Another way the housing market has been undermined is by both Liberal and Conservative governments not renewing operating grants linked to many affordable buildings, be it co-op housing or non-profit housing. Federal operating money made those units more than just affordable – they were rent-geared to income, which is the gold standard for housing. It ensures tenants don’t end up paying an exorbitant portion of their earnings on rent. As these 40 or 50-year mortgages began to expire towards the end of the Harper government’s term, the promise of not renewing these operating grants was made. While the Liberals ran on a commitment to sustain them, they backtracked.

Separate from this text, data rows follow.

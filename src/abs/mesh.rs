//! Mesh management module.
//!
//! This module defines the [`Mesh`] struct for managing mesh data on the GPU side.
//! Vertices should implement the [`Vertex`] trait, which describes where each attribute lives
//! inside the vertex so the layout can be checked before anything is uploaded.

use std::sync::Arc;

use glow::HasContext;

/// A single float attribute inside a vertex.
#[derive(Clone, Copy, Debug, PartialEq, Eq)]
pub struct VertexAttribute {
    /// The `layout (location = N)` the attribute is bound to.
    pub location: u32,
    /// Number of `f32` components, 1 to 4.
    pub components: u32,
    /// Byte offset of the attribute from the start of the vertex.
    pub offset: usize,
}

impl VertexAttribute {
    pub const fn new(location: u32, components: u32, offset: usize) -> Self {
        Self {
            location,
            components,
            offset,
        }
    }

    /// Size of the attribute in bytes.
    pub const fn size(&self) -> usize {
        self.components as usize * size_of::<f32>()
    }
}

/// Trait that defines the attribute layout of a vertex.
pub trait Vertex: Copy {
    /// The attributes of the vertex, ordered by offset.
    const ATTRIBUTES: &'static [VertexAttribute];

    /// Sets up the vertex attribute pointers for the vertex.
    fn vertex_attribs(gl: &glow::Context) {
        let stride = size_of::<Self>() as i32;
        for attribute in Self::ATTRIBUTES {
            unsafe {
                gl.enable_vertex_attrib_array(attribute.location);
                gl.vertex_attrib_pointer_f32(
                    attribute.location,
                    attribute.components as i32,
                    glow::FLOAT,
                    false,
                    stride,
                    attribute.offset as i32,
                );
            }
        }
    }
}

/// Checks that the attribute layout of `V` describes the vertex exactly.
///
/// Attributes must have unique locations, 1 to 4 components, ascending offsets, must not
/// overlap, and must cover the whole vertex so the stride matches the data.
pub fn validate_layout<V: Vertex>() -> Result<(), String> {
    let attributes = V::ATTRIBUTES;
    let stride = size_of::<V>();
    if attributes.is_empty() {
        return Err("vertex layout has no attributes".to_string());
    }

    let mut end = 0;
    for (i, attribute) in attributes.iter().enumerate() {
        if !(1..=4).contains(&attribute.components) {
            return Err(format!(
                "attribute at location {} has {} components",
                attribute.location, attribute.components
            ));
        }
        if attributes[..i]
            .iter()
            .any(|other| other.location == attribute.location)
        {
            return Err(format!(
                "location {} is used more than once",
                attribute.location
            ));
        }
        if attribute.offset < end {
            return Err(format!(
                "attribute at location {} overlaps the previous attribute",
                attribute.location
            ));
        }
        end = attribute.offset + attribute.size();
        if end > stride {
            return Err(format!(
                "attribute at location {} ends at byte {end}, past the {stride} byte vertex",
                attribute.location
            ));
        }
    }

    let covered: usize = attributes.iter().map(VertexAttribute::size).sum();
    if covered != stride {
        return Err(format!(
            "attributes cover {covered} bytes but the vertex is {stride} bytes"
        ));
    }
    Ok(())
}

/// Reinterprets a slice of plain vertex or index data as bytes for upload.
fn as_bytes<T: Copy>(data: &[T]) -> &[u8] {
    unsafe { std::slice::from_raw_parts(data.as_ptr() as *const u8, size_of_val(data)) }
}

/// Represents a mesh stored on the GPU side.
pub struct Mesh {
    gl: Arc<glow::Context>,
    draw_mode: u32,
    vao: glow::VertexArray,
    vbo: glow::Buffer,
    ebo: Option<glow::Buffer>,
    count: usize,
}

/// Checks vertex and optional index data before anything is uploaded.
pub fn check_mesh_data<V>(vertices: &[V], indices: Option<&[u32]>) -> Result<(), String> {
    if vertices.is_empty() {
        return Err("mesh has no vertices".to_string());
    }
    let Some(indices) = indices else {
        return Ok(());
    };
    if indices.is_empty() {
        return Err("mesh has no indices".to_string());
    }
    if let Some(index) = indices.iter().find(|&&i| i as usize >= vertices.len()) {
        return Err(format!(
            "index {index} is out of range for {} vertices",
            vertices.len()
        ));
    }
    Ok(())
}

impl Mesh {
    /// Creates a new indexed mesh from the given vertex and index data.
    pub fn new<V: Vertex>(
        gl: &Arc<glow::Context>,
        vertices: &[V],
        indices: &[u32],
        draw_mode: u32,
    ) -> Result<Self, String> {
        Self::build(gl, vertices, Some(indices), draw_mode)
    }

    /// Creates a new mesh that is drawn straight from its vertex array, without indices.
    pub fn new_arrays<V: Vertex>(
        gl: &Arc<glow::Context>,
        vertices: &[V],
        draw_mode: u32,
    ) -> Result<Self, String> {
        Self::build(gl, vertices, None, draw_mode)
    }

    fn build<V: Vertex>(
        gl: &Arc<glow::Context>,
        vertices: &[V],
        indices: Option<&[u32]>,
        draw_mode: u32,
    ) -> Result<Self, String> {
        check_mesh_data(vertices, indices)?;
        validate_layout::<V>()?;

        unsafe {
            // Every object is created before anything is bound. Once `mesh` exists, an early
            // return drops it and deletes what was created so far.
            let vao = gl.create_vertex_array().map_err(|e| e.to_string())?;
            let vbo = match gl.create_buffer() {
                Ok(vbo) => vbo,
                Err(e) => {
                    gl.delete_vertex_array(vao);
                    return Err(e);
                }
            };
            let mut mesh = Self {
                gl: Arc::clone(gl),
                draw_mode,
                vao,
                vbo,
                ebo: None,
                count: indices.map_or(vertices.len(), <[u32]>::len),
            };
            if indices.is_some() {
                mesh.ebo = Some(gl.create_buffer()?);
            }

            gl.bind_vertex_array(Some(mesh.vao));
            gl.bind_buffer(glow::ARRAY_BUFFER, Some(mesh.vbo));
            gl.buffer_data_u8_slice(glow::ARRAY_BUFFER, as_bytes(vertices), glow::STATIC_DRAW);

            if let (Some(ebo), Some(indices)) = (mesh.ebo, indices) {
                gl.bind_buffer(glow::ELEMENT_ARRAY_BUFFER, Some(ebo));
                gl.buffer_data_u8_slice(
                    glow::ELEMENT_ARRAY_BUFFER,
                    as_bytes(indices),
                    glow::STATIC_DRAW,
                );
            }

            V::vertex_attribs(gl);

            // The element buffer binding is VAO state, so the VAO goes first.
            gl.bind_vertex_array(None);
            gl.bind_buffer(glow::ARRAY_BUFFER, None);
            gl.bind_buffer(glow::ELEMENT_ARRAY_BUFFER, None);

            Ok(mesh)
        }
    }

    /// Draws the mesh.
    pub fn draw(&self) {
        unsafe {
            self.gl.bind_vertex_array(Some(self.vao));
            if self.ebo.is_some() {
                self.gl
                    .draw_elements(self.draw_mode, self.count as i32, glow::UNSIGNED_INT, 0);
            } else {
                self.gl.draw_arrays(self.draw_mode, 0, self.count as i32);
            }
            self.gl.bind_vertex_array(None);
        }
    }
}

impl Drop for Mesh {
    fn drop(&mut self) {
        unsafe {
            self.gl.delete_buffer(self.vbo);
            if let Some(ebo) = self.ebo {
                self.gl.delete_buffer(ebo);
            }
            self.gl.delete_vertex_array(self.vao);
        }
    }
}

#[cfg(test)]
mod tests {
    use super::*;

    #[derive(Clone, Copy)]
    #[repr(C)]
    struct Padded {
        position: [f32; 3],
        _pad: f32,
    }

    impl Vertex for Padded {
        const ATTRIBUTES: &'static [VertexAttribute] = &[VertexAttribute::new(0, 3, 0)];
    }

    #[derive(Clone, Copy)]
    #[repr(C)]
    struct Overlapping {
        data: [f32; 5],
    }

    impl Vertex for Overlapping {
        const ATTRIBUTES: &'static [VertexAttribute] = &[
            VertexAttribute::new(0, 3, 0),
            VertexAttribute::new(1, 2, 8),
        ];
    }

    #[derive(Clone, Copy)]
    #[repr(C)]
    struct DuplicateLocation {
        data: [f32; 5],
    }

    impl Vertex for DuplicateLocation {
        const ATTRIBUTES: &'static [VertexAttribute] = &[
            VertexAttribute::new(0, 3, 0),
            VertexAttribute::new(0, 2, 12),
        ];
    }

    #[derive(Clone, Copy)]
    #[repr(C)]
    struct Interleaved {
        data: [f32; 5],
    }

    impl Vertex for Interleaved {
        const ATTRIBUTES: &'static [VertexAttribute] = &[
            VertexAttribute::new(0, 3, 0),
            VertexAttribute::new(1, 2, 12),
        ];
    }

    #[derive(Clone, Copy)]
    #[repr(C)]
    struct Empty {
        data: [f32; 2],
    }

    impl Vertex for Empty {
        const ATTRIBUTES: &'static [VertexAttribute] = &[];
    }

    #[derive(Clone, Copy)]
    #[repr(C)]
    struct Overrun {
        data: [f32; 4],
    }

    impl Vertex for Overrun {
        const ATTRIBUTES: &'static [VertexAttribute] = &[
            VertexAttribute::new(0, 3, 0),
            VertexAttribute::new(1, 2, 12),
        ];
    }

    #[derive(Clone, Copy)]
    #[repr(C)]
    struct Wide {
        data: [f32; 5],
    }

    impl Vertex for Wide {
        const ATTRIBUTES: &'static [VertexAttribute] = &[VertexAttribute::new(0, 5, 0)];
    }

    #[test]
    fn test_interleaved_layout_is_valid() {
        assert_eq!(validate_layout::<Interleaved>(), Ok(()));
    }

    #[test]
    fn test_uncovered_bytes_are_rejected() {
        let err = validate_layout::<Padded>().unwrap_err();
        assert!(err.contains("12 bytes"), "{err}");
    }

    #[test]
    fn test_overlap_is_rejected() {
        let err = validate_layout::<Overlapping>().unwrap_err();
        assert!(err.contains("overlaps"), "{err}");
    }

    #[test]
    fn test_duplicate_location_is_rejected() {
        let err = validate_layout::<DuplicateLocation>().unwrap_err();
        assert!(err.contains("more than once"), "{err}");
    }

    #[test]
    fn test_empty_layout_is_rejected() {
        let err = validate_layout::<Empty>().unwrap_err();
        assert!(err.contains("no attributes"), "{err}");
    }

    #[test]
    fn test_attribute_past_vertex_end_is_rejected() {
        let err = validate_layout::<Overrun>().unwrap_err();
        assert!(err.contains("ends at byte 20"), "{err}");
        assert!(err.contains("16 byte vertex"), "{err}");
    }

    #[test]
    fn test_component_count_is_checked() {
        let err = validate_layout::<Wide>().unwrap_err();
        assert!(err.contains("5 components"), "{err}");
    }

    #[test]
    fn test_mesh_data_checks() {
        let vertices = [Interleaved { data: [0.0; 5] }; 4];
        assert_eq!(check_mesh_data(&vertices, None), Ok(()));
        assert_eq!(check_mesh_data(&vertices, Some(&[0, 1, 3, 1, 2, 3])), Ok(()));

        let err = check_mesh_data::<Interleaved>(&[], None).unwrap_err();
        assert!(err.contains("no vertices"), "{err}");

        let err = check_mesh_data(&vertices, Some(&[])).unwrap_err();
        assert!(err.contains("no indices"), "{err}");

        let err = check_mesh_data(&vertices, Some(&[0, 1, 4])).unwrap_err();
        assert!(err.contains("index 4 is out of range for 4 vertices"), "{err}");
    }

    #[test]
    fn test_as_bytes_length() {
        let indices = [0u32, 1, 3, 1, 2, 3];
        assert_eq!(as_bytes(&indices).len(), 24);
    }
}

Consequently, buildings across the country that had federal funding, ensuring they could offer affordable rents to tenants, were told by both Conservative and Liberal governments that there would be no funding renewal. This meant they either had to raise the rents or sell their buildings. This situation made them ripe targets for REITs, which had the financial means to outbid non-profit associations experienced in housing.

This is a long-brewing problem, and while the pandemic exacerbated the situation, attributing the crisis solely to pandemic-induced government spending is a mistake. The housing crisis has been building up for ages and has now reached a critical point. We must take actions to stabilize the market and salvage the affordable units we still have. Experts reveal that for every new affordable housing unit we establish in Canada today, we’re losing 15. This rate is unsustainable. The decrease in supply, combined with the detrimental role of REITs and other corporate landlords, is at the crux of the issue.

We need proactive government intervention to address and resolve this problem, ensuring Canadians have access to affordable housing. This is why we’re announcing specific measures today. Jenny has already mentioned imposing a moratorium on REITs and corporate landlords from purchasing affordable buildings. We’ve also discussed establishing a fund so that non-profit housing experts can acquire and manage these buildings appropriately. Another crucial step is eliminating the preferential tax treatment for REITs, which only makes them a more enticing investment option, drawing more capital into a system that’s undermining our housing market.

We shouldn’t be incentivizing investors to exploit a mechanism that makes housing less accessible for Canadians. Our package of solutions aims to conserve affordable units, create more of them, and stop rewarding major investors who profit by forcing Canadians out of homes they can afford, leaving them to fend for themselves.

  • @[email protected]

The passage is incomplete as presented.